Continuing my interests in car up skirts photos, I peeked into one of the anticipated design from a french automaker; Renault. The car that makes my heart aflutter is the Alpine concept car.
If you look at the broadside it was supposed to be as close as possible with the 2012 Renault Megane and its iteration from Renaultsport.
Like many arm chair browsing artist, I used major search engines to find some pictures of the frame of the current production car against that of the concept car.
What you see is totally different. While the production car is mostly pressed metal plates welded or screwed together, you see it differently on the concept car. The concept is all bits of tubes held together by either welding or brazing and perhaps glue.
The ‘Cup’ chassis is prevalent with anything with Megane RS sitting in the middle. While searching for more tell-tale pictures, it seems that the hatch chassis is lighter by 25kg. But of course the bhp on the RS blown 4 pot is double that of the undisclosed name for the normal 4 pot on the pedestrian hatch/sedan Megane.

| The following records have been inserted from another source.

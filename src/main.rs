use std::sync::Arc;

use alloy::network::EthereumWallet;
use alloy::primitives::utils::parse_units;
use alloy::primitives::{Address, U256};
use alloy::providers::{DynProvider, Provider, ProviderBuilder, WsConnect};
use clap::{Parser, Subcommand};
use eyre::{eyre, Result};
use tracing::info;
use tracing_subscriber::{EnvFilter, FmtSubscriber};

mod config;
mod dex;
mod display;
mod error;
mod execution;
mod math;
mod monitor;
mod price;
mod simulation;
mod stats;
mod trader;
mod wallet;

use config::Config;
use dex::{LocalVenue, Reserves, Token, TokenPair, UniswapV2Venue, Venue};
use execution::{ContractBackend, ExecutionMode, TradeExecutor};
use math::Fixed;
use price::PriceOracle;
use simulation::{EqualizationSolver, ProfitabilityEvaluator, QuoteSimulator};
use stats::CycleJournal;
use trader::{Assessor, CycleOutcome, EventGate};

#[derive(Parser)]
#[command(name = "pair-arb")]
#[command(about = "Two-pool constant-product arbitrage monitor", long_about = None)]
struct Cli {
    /// Emit logs as JSON lines
    #[arg(long, global = true)]
    json_logs: bool,

    #[command(subcommand)]
    command: Option<Commands>,
}

#[derive(Subcommand)]
enum Commands {
    /// Watch swaps on both pools and evaluate after each one (default)
    Watch,

    /// Run a single evaluation cycle now, never submitting a trade
    Check,

    /// Evaluate two offline pools without touching a chain
    Evaluate {
        /// Pool A reserves as BASE,QUOTE in whole tokens (18 decimals)
        #[arg(long)]
        pool_a: String,

        /// Pool B reserves as BASE,QUOTE in whole tokens (18 decimals)
        #[arg(long)]
        pool_b: String,

        /// Swap fee of both pools in basis points
        #[arg(long, default_value = "30")]
        fee_bps: u32,

        /// Minimum absolute divergence in percent
        #[arg(long, default_value = "0.5")]
        threshold: String,
    },
}

fn init_tracing(json: bool) -> Result<()> {
    let filter = EnvFilter::try_from_default_env().unwrap_or_else(|_| EnvFilter::new("info"));
    let builder = FmtSubscriber::builder().with_env_filter(filter);
    if json {
        tracing::subscriber::set_global_default(builder.json().finish())?;
    } else {
        tracing::subscriber::set_global_default(builder.finish())?;
    }
    Ok(())
}

async fn connect(config: &Config) -> Result<DynProvider> {
    let ws = WsConnect::new(config.require_rpc_url()?);
    let provider = match &config.signer {
        Some(signer) => ProviderBuilder::new()
            .wallet(EthereumWallet::from(signer.clone()))
            .connect_ws(ws)
            .await?
            .erased(),
        None => ProviderBuilder::new().connect_ws(ws).await?.erased(),
    };
    Ok(provider)
}

/// Wire venues, pricing and execution around one provider.
/// Returns the gate, the two pair addresses (A, B) and the resolved tokens.
async fn build_gate(
    config: &Config,
    provider: &DynProvider,
    mode: ExecutionMode,
) -> Result<(Arc<EventGate>, [Address; 2], TokenPair)> {
    let pair = wallet::fetch_pair(provider, config.arb_for, config.arb_against).await?;
    info!(
        "pair: {} ({}) against {} ({})",
        pair.quote.symbol, pair.quote.address, pair.base.symbol, pair.base.address
    );

    let venue_a = UniswapV2Venue::connect("Uniswap", provider.clone(), config.uniswap, &pair).await?;
    let venue_b =
        UniswapV2Venue::connect("Sushiswap", provider.clone(), config.sushiswap, &pair).await?;
    let pairs = [venue_a.pair_address(), venue_b.pair_address()];

    let assessor = Assessor::new(
        Arc::new(venue_a),
        Arc::new(venue_b),
        pair.clone(),
        PriceOracle::new(config.call_timeout),
        EqualizationSolver::new(config.threshold.clone()),
        ProfitabilityEvaluator::new(
            QuoteSimulator::new(config.call_timeout),
            config.gas_limit,
            config.gas_price,
        ),
        config.display_precision,
    );

    let backend = ContractBackend::new(
        provider.clone(),
        config.require_account()?,
        config.arbitrage_contract,
    );
    let executor = TradeExecutor::new(Arc::new(backend), mode, config.call_timeout);

    let mut gate = EventGate::new(assessor, executor, config.gas_limit);
    if let Some(path) = &config.journal_path {
        let journal = CycleJournal::open(path)?;
        info!("journaling cycles to {}", journal.path().display());
        gate = gate.with_journal(journal);
    }

    Ok((Arc::new(gate), pairs, pair))
}

async fn run_watch(config: Config) -> Result<()> {
    let provider = connect(&config).await?;
    let mode = config.execution_mode();
    let (gate, pairs, _) = build_gate(&config, &provider, mode).await?;

    info!(
        "threshold {}% | gas limit {} | mode {:?}",
        config.threshold, config.gas_limit, mode
    );
    monitor::watch_swaps(&provider, pairs, gate).await
}

async fn run_check(config: Config) -> Result<()> {
    let provider = connect(&config).await?;
    let account = config.require_account()?;
    let (gate, _, pair) = build_gate(&config, &provider, ExecutionMode::SimulationOnly).await?;

    let balances = wallet::BalanceSnapshot {
        quote: wallet::token_balance(&provider, pair.quote.address, account).await?,
        base: wallet::token_balance(&provider, pair.base.address, account).await?,
        native: wallet::native_balance(&provider, account).await?,
    };
    wallet::print_balances(account, &balances, &pair);

    match gate.check().await? {
        CycleOutcome::Executed { receipt, .. } => info!("simulated trade, receipt net {}", receipt.net),
        CycleOutcome::NotProfitable { .. } => info!("opportunity rejected"),
        CycleOutcome::NoOpportunity { .. } => info!("no opportunity"),
        CycleOutcome::Dropped => {}
    }
    Ok(())
}

fn parse_pool(raw: &str) -> Result<Reserves> {
    let (base, quote) = raw
        .split_once(',')
        .ok_or_else(|| eyre!("expected BASE,QUOTE, got {}", raw))?;
    let amount = |value: &str| -> Result<U256> {
        let value = value.trim();
        if value.starts_with('-') {
            return Err(eyre!("reserves must be positive: {}", value));
        }
        Ok(parse_units(value, 18)?.get_absolute())
    };
    Ok(Reserves::new(amount(base)?, amount(quote)?))
}

async fn run_evaluate(pool_a: &str, pool_b: &str, fee_bps: u32, threshold: &str) -> Result<()> {
    let pair = TokenPair {
        base: Token {
            address: Address::repeat_byte(0xbb),
            symbol: "BASE".to_string(),
            decimals: 18,
        },
        quote: Token {
            address: Address::repeat_byte(0xaa),
            symbol: "QUOTE".to_string(),
            decimals: 18,
        },
    };
    let venue_a: Arc<dyn Venue> = Arc::new(LocalVenue::new("A", &pair, parse_pool(pool_a)?, fee_bps));
    let venue_b: Arc<dyn Venue> = Arc::new(LocalVenue::new("B", &pair, parse_pool(pool_b)?, fee_bps));
    let threshold: Fixed = threshold.parse()?;

    let assessor = Assessor::new(
        venue_a,
        venue_b,
        pair,
        PriceOracle::new(None),
        EqualizationSolver::new(threshold),
        ProfitabilityEvaluator::new(QuoteSimulator::new(None), config::DEFAULT_GAS_LIMIT, U256::ZERO),
        config::DEFAULT_DISPLAY_PRECISION,
    );

    let assessment = assessor.assess(None).await?;
    match (&assessment.opportunity, &assessment.decision) {
        (Some(opportunity), Some(decision)) => info!(
            "{} | go: {}",
            opportunity.direction, decision.go
        ),
        _ => info!(
            "no opportunity at {:.4}% divergence",
            assessment.snapshot.divergence
        ),
    }
    Ok(())
}

#[tokio::main(flavor = "current_thread")]
async fn main() -> Result<()> {
    dotenvy::dotenv().ok();

    let cli = Cli::parse();
    init_tracing(cli.json_logs)?;

    match cli.command {
        Some(Commands::Watch) | None => run_watch(Config::from_env()?).await,
        Some(Commands::Check) => run_check(Config::from_env()?).await,
        Some(Commands::Evaluate {
            pool_a,
            pool_b,
            fee_bps,
            threshold,
        }) => run_evaluate(&pool_a, &pool_b, fee_bps, &threshold).await,
    }
}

But the different chassis in engineering used is a well known subject. It is definitely cheaper to produce tubular skeleton if you only making a handful. Pressed plate chassis is only economical when there is volume to consume the production. You cannot discount the fact that when you do change from one offs to volume, there is bound to be trade offs. In this case it is stiffness. Something has just got to give. The tubular cage is indeed a method used to meet intent; marketing. While the pressed steel chassis is one for the real world. The majority of commuters do not need the stiffness that enthusiasts yearn for.
No one would even think that this will even go into production as a commuter car. This is after all; an Alpine. If you think the RS models were rare, this will be rarer still.